L’indépendance a-t-elle encore un sens pour les Tunisiens ?   

Certains politiciens et hauts responsables prétendument tunisiens s’évertuent à remettre en question l’indépendance nationale sous divers prétextes aussi fallacieux les uns que les autres. Cette remise en question pourrait être un indice du rejet de cette indépendance et une nostalgie de la domination étrangère. (Illustration : Habib Bourguiba, principal artisan de l’indépendance de la Tunisie et de la construction de son Etat moderne).

Par Elyes Kasri *

Le soixante septième anniversaire de l’indépendance de la Tunisie célébrée aujourd’hui, lundi 20 mars 2023, survient dans une atmosphère empreinte d’incertitudes croissantes sur la souveraineté et l’avenir du pays.

Au lieu d’inaugurer une nouvelle ère porteuse d’espoir et de prospérité, la révolution de la liberté de la dignité, le 14 janvier 2011, s’est avérée un véritable antonyme et s’est limitée à l’aspect physique de la révolution à savoir la rotation complète d’un corps mobile autour de son axe pour nous ramener à une atmosphère qui rappelle tragiquement la période précoloniale de faiblesse de l’Etat, d’effondrement des finances publiques, de fiscalité impopulaire et de concurrence des puissances étrangères notamment à travers la Commission financière internationale (1869) pour prendre le contrôle de la Tunisie et la soumettre à la domination étrangère avec l’instauration du protectorat français en mai 1881.

Nostalgie de la domination étrangère

Je me rappelle comme si c’était hier du journal télévisé de la Watanya 1 qui, en diffusant une séquence sur la célébration, le 20 mars 2013, par l’ambassade de Tunisie à Tokyo que je dirigeais, de la fête de l’indépendance tunisienne dans la ville japonaise d’Ishinomaki, dévastée par le tsunami du 11 mars 2011, par un festival culturel et gastronomique qui avait suscité un profond respect chez les autorités et citoyens japonais, avait omis de mentionner la fête de l’indépendance pour la qualifier de célébration de la journée de l’habit traditionnel. J’ai quitté définitivement Tokyo dix jours plus tard.

Certains politiciens et hauts responsables prétendument tunisiens se sont évertués depuis 2011 à remettre en question l’indépendance nationale sous divers prétextes aussi fallacieux les uns que les autres.

Avoir honte de célébrer l’indépendance nationale pourrait être un indice du rejet de cette indépendance et une nostalgie de la domination étrangère.

Un vieux proverbe recommande de faire attention à ses vœux car ils pourraient être exaucés.

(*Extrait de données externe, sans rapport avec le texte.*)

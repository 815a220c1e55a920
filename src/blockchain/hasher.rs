use sha2::{Digest, Sha256};

use super::block::Block;

/// SHA-256 of arbitrary content as a lowercase hexadecimal string
pub fn digest_bytes(bytes: &[u8]) -> String {
    let mut hasher = Sha256::new();
    hasher.update(bytes);
    format!("{:x}", hasher.finalize())
}

/// Digest of every block field, used both for chain linkage and as the
/// predecessor input of the next block's proof of work.
pub fn digest_block(block: &Block) -> String {
    let encoded = serde_json::to_vec(block).expect("block encoding");
    digest_bytes(&encoded)
}

#[cfg(test)]
mod tests {
    use super::*;
    use crate::blockchain::crypto::Address;
    use crate::blockchain::transaction::Transaction;

    #[test]
    fn test_digest_bytes() {
        assert_eq!(
            digest_bytes(b"abc"),
            "ba7816bf8f01cfea414140de5dae2223b00361a396177a9cb410ff61f20015ad"
        );
    }

    #[test]
    fn test_genesis_digest_is_stable() {
        assert_eq!(digest_block(&Block::genesis()), digest_block(&Block::genesis()));
        assert_eq!(digest_block(&Block::genesis()).len(), 64);
    }

    #[test]
    fn test_digest_is_order_sensitive() {
        let first = Transaction::reward(Address::from("a"), 1.0);
        let second = Transaction::reward(Address::from("b"), 1.0);

        let block = Block::new(1, "h".to_string(), vec![first.clone(), second.clone()], 5);
        let mut swapped = block.clone();
        swapped.transactions = vec![second, first];

        assert_ne!(digest_block(&block), digest_block(&swapped));
    }

    #[test]
    fn test_digest_covers_proof() {
        let block = Block::new(1, "h".to_string(), Vec::new(), 5);
        let mut other = block.clone();
        other.proof = 6;
        assert_ne!(digest_block(&block), digest_block(&other));
    }
}
use log::info;

use std::path::PathBuf;
use std::sync::{PoisonError, RwLock};

use crate::blockchain::crypto::CryptoError;
use crate::blockchain::{Ledger, Wallet};

/// Shared by every request handler
#[derive(Debug)]
pub struct NodeState {
    pub ledger: Ledger,
    wallet: RwLock<Option<Wallet>>,
    wallet_path: PathBuf,
}

impl NodeState {
    pub fn new(ledger: Ledger, wallet: Option<Wallet>, wallet_path: PathBuf) -> Self {
        NodeState {
            ledger,
            wallet: RwLock::new(wallet),
            wallet_path,
        }
    }

    pub fn wallet(&self) -> Option<Wallet> {
        self.wallet
            .read()
            .unwrap_or_else(PoisonError::into_inner)
            .clone()
    }

    /// Makes `wallet` this node's identity
    fn install(&self, wallet: Wallet) {
        self.ledger.set_identity(Some(wallet.address().clone()));
        info!("Node identity is now {}", wallet.address());
        *self.wallet.write().unwrap_or_else(PoisonError::into_inner) = Some(wallet);
    }

    /// Generates fresh keys, saves them and adopts them as the identity
    pub fn create_wallet(&self) -> Result<Wallet, CryptoError> {
        let wallet = Wallet::new();
        wallet.save_to(&self.wallet_path)?;
        self.install(wallet.clone());
        Ok(wallet)
    }

    /// Reloads the keys saved for this node
    pub fn load_wallet(&self) -> Result<Wallet, CryptoError> {
        let wallet = Wallet::load_from(&self.wallet_path)?;
        self.install(wallet.clone());
        Ok(wallet)
    }
}
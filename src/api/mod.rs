// API module
//
// This module contains the HTTP surface of a ledger node

pub mod handlers;
pub mod routes;
pub mod state;

// Re-export main components for easier access
pub use routes::configure_routes;
pub use state::NodeState;
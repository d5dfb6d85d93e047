//! One module per chart view. Each handler normalizes its query
//! parameters, runs the composed queries, and shapes the JSON payload
//! the front end charts from.

pub mod basetemp;
pub mod chart;
pub mod generation;
pub mod hdd;
pub mod heatmap;
pub mod houses;
pub mod summary;
pub mod temperature;
pub mod usage;
pub mod water;

use std::collections::HashMap;

use axum::response::Response;
use rust_client::ViewArgs;

use crate::response::soft_error;

/// Count the request, normalize its parameters, and render filter
/// errors as the soft JSON error object.
pub(crate) fn normalize(
    view: &'static str,
    params: &HashMap<String, String>,
) -> Result<ViewArgs, Response> {
    metrics::counter!("view_requests_total", "view" => view).increment(1);
    ViewArgs::from_pairs(params).map_err(|err| {
        metrics::counter!("view_errors_total", "view" => view).increment(1);
        soft_error(err.to_string())
    })
}
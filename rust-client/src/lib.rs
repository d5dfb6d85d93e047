pub mod db;
pub mod domain;
pub mod filter;

pub use filter::{FilterError, Interval, ViewArgs};
//! Route table for the charting API. All endpoints are GET and keep the
//! trailing slash the front end requests with.

use axum::routing::get;
use axum::Router;

use crate::response::not_found;
use crate::views;
use crate::AppState;

pub fn router(state: AppState) -> Router {
    Router::new()
        .route("/api/houses/", get(views::houses::list))
        .route("/api/houses/:house_id/", get(views::houses::detail))
        .route("/api/houses/:house_id/devices/", get(views::houses::devices))
        .route("/api/houses/:house_id/circuits/", get(views::houses::circuits))
        .route(
            "/api/houses/:house_id/views/default/",
            get(views::houses::default_view),
        )
        .route(
            "/api/houses/:house_id/views/summary/",
            get(views::summary::get),
        )
        .route(
            "/api/houses/:house_id/views/generation/",
            get(views::generation::get),
        )
        .route("/api/houses/:house_id/views/usage/", get(views::usage::get))
        .route("/api/houses/:house_id/views/hdd/", get(views::hdd::get))
        .route(
            "/api/houses/:house_id/views/temperature/",
            get(views::temperature::get),
        )
        .route("/api/houses/:house_id/views/water/", get(views::water::get))
        .route(
            "/api/houses/:house_id/views/basetemp/",
            get(views::basetemp::get),
        )
        .route(
            "/api/houses/:house_id/views/heatmap/",
            get(views::heatmap::get),
        )
        .route("/api/houses/:house_id/views/chart/", get(views::chart::get))
        .fallback(|| async { not_found() })
        .with_state(state)
}

#[cfg(test)]
mod tests {
    use super::*;
    use axum::body::Body;
    use axum::http::{Request, StatusCode};
    use http_body_util::BodyExt;
    use sqlx::postgres::PgPoolOptions;
    use tower::ServiceExt;

    fn test_router() -> Router {
        // Lazy pool: never connects unless a handler actually queries.
        let pool = PgPoolOptions::new()
            .connect_lazy("postgres://localhost/charting_test")
            .unwrap();
        router(AppState::new(pool))
    }

    async fn get_json(router: Router, uri: &str) -> (StatusCode, serde_json::Value) {
        let response = router
            .oneshot(Request::builder().uri(uri).body(Body::empty()).unwrap())
            .await
            .unwrap();
        let status = response.status();
        let bytes = response.into_body().collect().await.unwrap().to_bytes();
        let value = serde_json::from_slice(&bytes).unwrap();
        (status, value)
    }

    #[tokio::test]
    async fn unknown_path_is_a_json_404() {
        let (status, body) = get_json(test_router(), "/api/nowhere/").await;
        assert_eq!(status, StatusCode::NOT_FOUND);
        assert_eq!(body["error"], "Not found");
    }

    #[tokio::test]
    async fn view_without_arguments_is_a_soft_error() {
        let (status, body) = get_json(test_router(), "/api/houses/0/views/summary/").await;
        assert_eq!(status, StatusCode::OK);
        assert_eq!(body["error"], "No arguments found.");
    }

    #[tokio::test]
    async fn bad_interval_echoes_the_raw_value() {
        let (status, body) =
            get_json(test_router(), "/api/houses/0/views/usage/?interval=weeks").await;
        assert_eq!(status, StatusCode::OK);
        assert_eq!(body["error"], "Interval 'weeks' does not exist");
    }

    #[tokio::test]
    async fn unknown_circuit_echoes_the_raw_value() {
        let (status, body) = get_json(
            test_router(),
            "/api/houses/0/views/usage/?interval=months&circuit=garage",
        )
        .await;
        assert_eq!(status, StatusCode::OK);
        assert_eq!(body["error"], "Circuit 'garage' does not exist");
    }

    #[tokio::test]
    async fn water_rejects_sub_monthly_intervals() {
        let (status, body) =
            get_json(test_router(), "/api/houses/0/views/water/?interval=days").await;
        assert_eq!(status, StatusCode::OK);
        assert_eq!(body["error"], "Interval not available.");
    }

    #[tokio::test]
    async fn default_view_rejects_unknown_intervals_before_querying() {
        let (status, body) = get_json(
            test_router(),
            "/api/houses/0/views/default/?interval=weeks",
        )
        .await;
        assert_eq!(status, StatusCode::OK);
        assert_eq!(body["error"], "Interval 'weeks' does not exist");
    }
}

Dans ce même contexte, et à force d’entendre parler de complots visant la Tunisie, on peut légitimement se mettre à en douter et craindre l’exagération même à l’évocation de l’accord secret Sykes-Picot (1916) de partage du Moyen-Orient et précurseur de la déclaration Balfour (1917) promettant un foyer national en Palestine aux juifs du monde avec les conséquences qui n’échappent à personne.

Le loup est dans la bergerie

Toutefois, ce qui semble se répéter récemment, sans démenti convaincant, laisse penser non seulement à un complot visant la souveraineté et l’intégrité territoriale de la Tunisie mais semble révéler les signes annonciateurs d’un réseau international quasi maçonnique bien implanté en Tunisie avec la partie visible de l’iceberg parvenue récemment à une haute position de responsabilité dans l’appareil de l’Etat.**

Nous avons peut-être trop souvent entendu crier au loup pour ne plus nous en alarmer outre mesure. Mais cette fois, il semblerait bien que le loup soit dans la bergerie. A un poste de responsabilité de surcroît.

* Ancien ambassadeur.

** Allusion à la vice-présidente de l’actuelle Assemblée des représentants du peuple, Saoussen Mabrouk, présentée dans les réseaux sociaux en tant que «ministre du Travail» d’un chimérique «royaume d’Atlantis», un réseau international de personnages interlopes aux desseins ambigus.